__What needs to be done__
The lines you return must be all those in the data that hold the string "PartialEq".

+-------+

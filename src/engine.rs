// Indexer engine
//
// Owns every piece of state that outlives a flush cycle: the intake queue,
// the destinations, the index-name cache and the per-destination transports.
//
// Flush cycle: drain -> route -> render selectors -> build body -> dispatch.
// Draining and building happen on the caller (the scheduler task); each
// destination group is then sent on its own task, so slow destinations never
// hold up the next tick or each other.

use crate::bulk::BulkPayloadBuilder;
use crate::config::{Config, ConfigError, DestinationConfig};
use crate::dispatcher::Dispatcher;
use crate::index_namer::IndexNamer;
use crate::queue::RecordQueue;
use crate::record::IncomingRecord;
use crate::router::{DroppedGroup, Router};
use chrono::Utc;
use std::sync::Arc;
use std::sync::atomic::{AtomicBool, AtomicU64, Ordering};
use std::time::Duration;
use tokio::task::JoinHandle;
use tokio::time::{self, Instant, MissedTickBehavior};
use tokio_util::sync::CancellationToken;
use tokio_util::task::TaskTracker;
use tracing::{debug, error, info, warn};

/// Running totals since the engine was created.
#[derive(Debug, Default)]
pub struct IndexerStats {
    records_submitted: AtomicU64,
    records_dropped: AtomicU64,
    batches_dispatched: AtomicU64,
    batches_indexed: AtomicU64,
    batches_failed: AtomicU64,
    records_indexed: AtomicU64,
    records_failed: AtomicU64,
}

#[derive(Debug, Default, Clone, Copy, PartialEq, Eq)]
pub struct StatsSnapshot {
    pub records_submitted: u64,
    /// Records discarded because their identifier has no destination.
    pub records_dropped: u64,
    pub batches_dispatched: u64,
    pub batches_indexed: u64,
    pub batches_failed: u64,
    pub records_indexed: u64,
    pub records_failed: u64,
}

impl IndexerStats {
    pub fn snapshot(&self) -> StatsSnapshot {
        StatsSnapshot {
            records_submitted: self.records_submitted.load(Ordering::Relaxed),
            records_dropped: self.records_dropped.load(Ordering::Relaxed),
            batches_dispatched: self.batches_dispatched.load(Ordering::Relaxed),
            batches_indexed: self.batches_indexed.load(Ordering::Relaxed),
            batches_failed: self.batches_failed.load(Ordering::Relaxed),
            records_indexed: self.records_indexed.load(Ordering::Relaxed),
            records_failed: self.records_failed.load(Ordering::Relaxed),
        }
    }

    fn batch_indexed(&self, records: usize) {
        self.batches_indexed.fetch_add(1, Ordering::Relaxed);
        self.records_indexed.fetch_add(records as u64, Ordering::Relaxed);
    }

    fn batch_failed(&self, records: usize) {
        self.batches_failed.fetch_add(1, Ordering::Relaxed);
        self.records_failed.fetch_add(records as u64, Ordering::Relaxed);
    }
}

/// What one flush cycle did with the drained batch.
#[derive(Debug, Default, Clone, PartialEq, Eq)]
pub struct FlushReport {
    pub drained: usize,
    /// (identifier, record count) per group handed to the dispatcher.
    pub dispatched: Vec<(String, usize)>,
    pub dropped: Vec<DroppedGroup>,
}

pub struct Indexer {
    queue: RecordQueue,
    router: Router,
    namer: IndexNamer,
    dispatcher: Arc<Dispatcher>,
    stats: Arc<IndexerStats>,
    in_flight: TaskTracker,
    flush_interval: Duration,
    stopped: AtomicBool,
}

impl Indexer {
    pub fn new(
        destinations: Vec<Arc<DestinationConfig>>,
        dispatcher: Dispatcher,
        flush_interval: Duration,
    ) -> Self {
        info!(
            interval_ms = flush_interval.as_millis() as u64,
            destinations = destinations.len(),
            "indexer configured"
        );
        for destination in &destinations {
            info!(
                identifier = %destination.identifier,
                host = %destination.host,
                port = destination.port,
                index_mode = ?destination.index_mode,
                index_name_or_pattern = %destination.index_name_or_pattern,
                ssl = destination.use_tls,
                trust_all = destination.trust_all_certificates,
                "destination"
            );
        }

        Self {
            queue: RecordQueue::new(),
            router: Router::new(destinations),
            namer: IndexNamer::new(),
            dispatcher: Arc::new(dispatcher),
            stats: Arc::new(IndexerStats::default()),
            in_flight: TaskTracker::new(),
            flush_interval,
            stopped: AtomicBool::new(false),
        }
    }

    /// Resolves the configuration and opens one HTTP client per destination.
    pub fn from_config(config: &Config) -> Result<Self, ConfigError> {
        let flush_interval = config.flush_interval()?;
        let destinations: Vec<Arc<DestinationConfig>> =
            config.destinations()?.into_iter().map(Arc::new).collect();
        let dispatcher = Dispatcher::connect(&destinations)?;
        Ok(Self::new(destinations, dispatcher, flush_interval))
    }

    /// Enqueues one record. Never blocks beyond the queue lock and never
    /// rejects.
    pub fn submit(&self, record: IncomingRecord) {
        self.stats.records_submitted.fetch_add(1, Ordering::Relaxed);
        self.queue.submit(record);
    }

    pub fn queued(&self) -> usize {
        self.queue.len()
    }

    pub fn stats(&self) -> StatsSnapshot {
        self.stats.snapshot()
    }

    /// Runs one flush cycle over everything queued so far. Dispatches are
    /// spawned and not awaited; use [`Indexer::wait_in_flight`] to wait.
    ///
    /// Must be called from within a Tokio runtime.
    pub fn flush(&self) -> FlushReport {
        let batch = self.queue.drain();
        let mut report = FlushReport {
            drained: batch.len(),
            ..Default::default()
        };
        if batch.is_empty() {
            return report;
        }

        let routed = self.router.route(batch);
        self.stats
            .records_dropped
            .fetch_add(routed.dropped_records() as u64, Ordering::Relaxed);
        report.dropped = routed.dropped;

        let flush_time = Utc::now();
        let builder = BulkPayloadBuilder::new(&self.namer);

        for group in routed.groups {
            let identifier = group.destination.identifier.clone();
            let count = group.records.len();

            let payload = match builder.build_at(&group.destination, &group.records, flush_time) {
                Ok(payload) => payload,
                Err(err) => {
                    error!(identifier = %identifier, count, error = %err, "failed to build bulk body");
                    self.stats.batch_failed(count);
                    continue;
                }
            };

            self.stats.batches_dispatched.fetch_add(1, Ordering::Relaxed);
            report.dispatched.push((identifier, count));

            let dispatcher = Arc::clone(&self.dispatcher);
            let stats = Arc::clone(&self.stats);
            let destination = Arc::clone(&group.destination);
            self.in_flight.spawn(async move {
                match dispatcher.dispatch(&destination, payload).await {
                    Ok(()) => {
                        debug!(identifier = %destination.identifier, count, "indexed records");
                        stats.batch_indexed(count);
                    }
                    Err(err) => {
                        match err.response_body() {
                            Some(body) => warn!(
                                identifier = %destination.identifier,
                                count,
                                error = %err,
                                response = %body,
                                "failed to index records"
                            ),
                            None => warn!(
                                identifier = %destination.identifier,
                                count,
                                error = %err,
                                "failed to index records"
                            ),
                        }
                        stats.batch_failed(count);
                    }
                }
            });
        }

        report
    }

    /// Waits until every dispatch spawned so far has finished.
    pub async fn wait_in_flight(&self) {
        self.in_flight.close();
        self.in_flight.wait().await;
        self.in_flight.reopen();
    }

    /// Final drain, then waits for in-flight sends and closes the
    /// transports. Later calls do nothing. Callers outside the crate stop
    /// through [`Scheduler::shutdown`], which cancels the timer first.
    pub(crate) async fn shutdown(&self) {
        if self.stopped.swap(true, Ordering::SeqCst) {
            return;
        }
        info!("stopping indexer");

        let remaining = self.queue.len();
        if remaining > 0 {
            info!(remaining, "draining queue");
            self.flush();
            info!("finished queue draining");
        } else {
            info!("no items left in queue");
        }

        self.wait_in_flight().await;

        info!("closing destination clients");
        self.dispatcher.close().await;
    }

    /// Starts the periodic flush timer.
    pub fn start(self: Arc<Self>) -> Scheduler {
        let cancel = CancellationToken::new();
        let task = tokio::spawn(run_timer(Arc::clone(&self), cancel.clone()));
        Scheduler {
            indexer: self,
            cancel,
            task,
        }
    }
}

async fn run_timer(indexer: Arc<Indexer>, cancel: CancellationToken) {
    let period = indexer.flush_interval;
    let mut ticker = time::interval_at(Instant::now() + period, period);
    ticker.set_missed_tick_behavior(MissedTickBehavior::Delay);

    loop {
        tokio::select! {
            _ = cancel.cancelled() => break,
            _ = ticker.tick() => {
                if !indexer.queue.is_empty() {
                    let report = indexer.flush();
                    debug!(
                        drained = report.drained,
                        groups = report.dispatched.len(),
                        dropped_groups = report.dropped.len(),
                        "flush cycle"
                    );
                }
            }
        }
    }
}

/// Handle to a running flush timer.
pub struct Scheduler {
    indexer: Arc<Indexer>,
    cancel: CancellationToken,
    task: JoinHandle<()>,
}

impl Scheduler {
    pub fn indexer(&self) -> &Arc<Indexer> {
        &self.indexer
    }

    /// Stops ticking, forces one final flush and closes the transports.
    pub async fn shutdown(self) {
        self.cancel.cancel();
        if let Err(err) = self.task.await {
            error!(error = %err, "flush timer task failed");
        }
        self.indexer.shutdown().await;
    }
}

+-------+

__Exercise output__
#[derive(Debug, Default, Clone, Copy, PartialEq, Eq)]
#[derive(Debug, Default, Clone, PartialEq, Eq)]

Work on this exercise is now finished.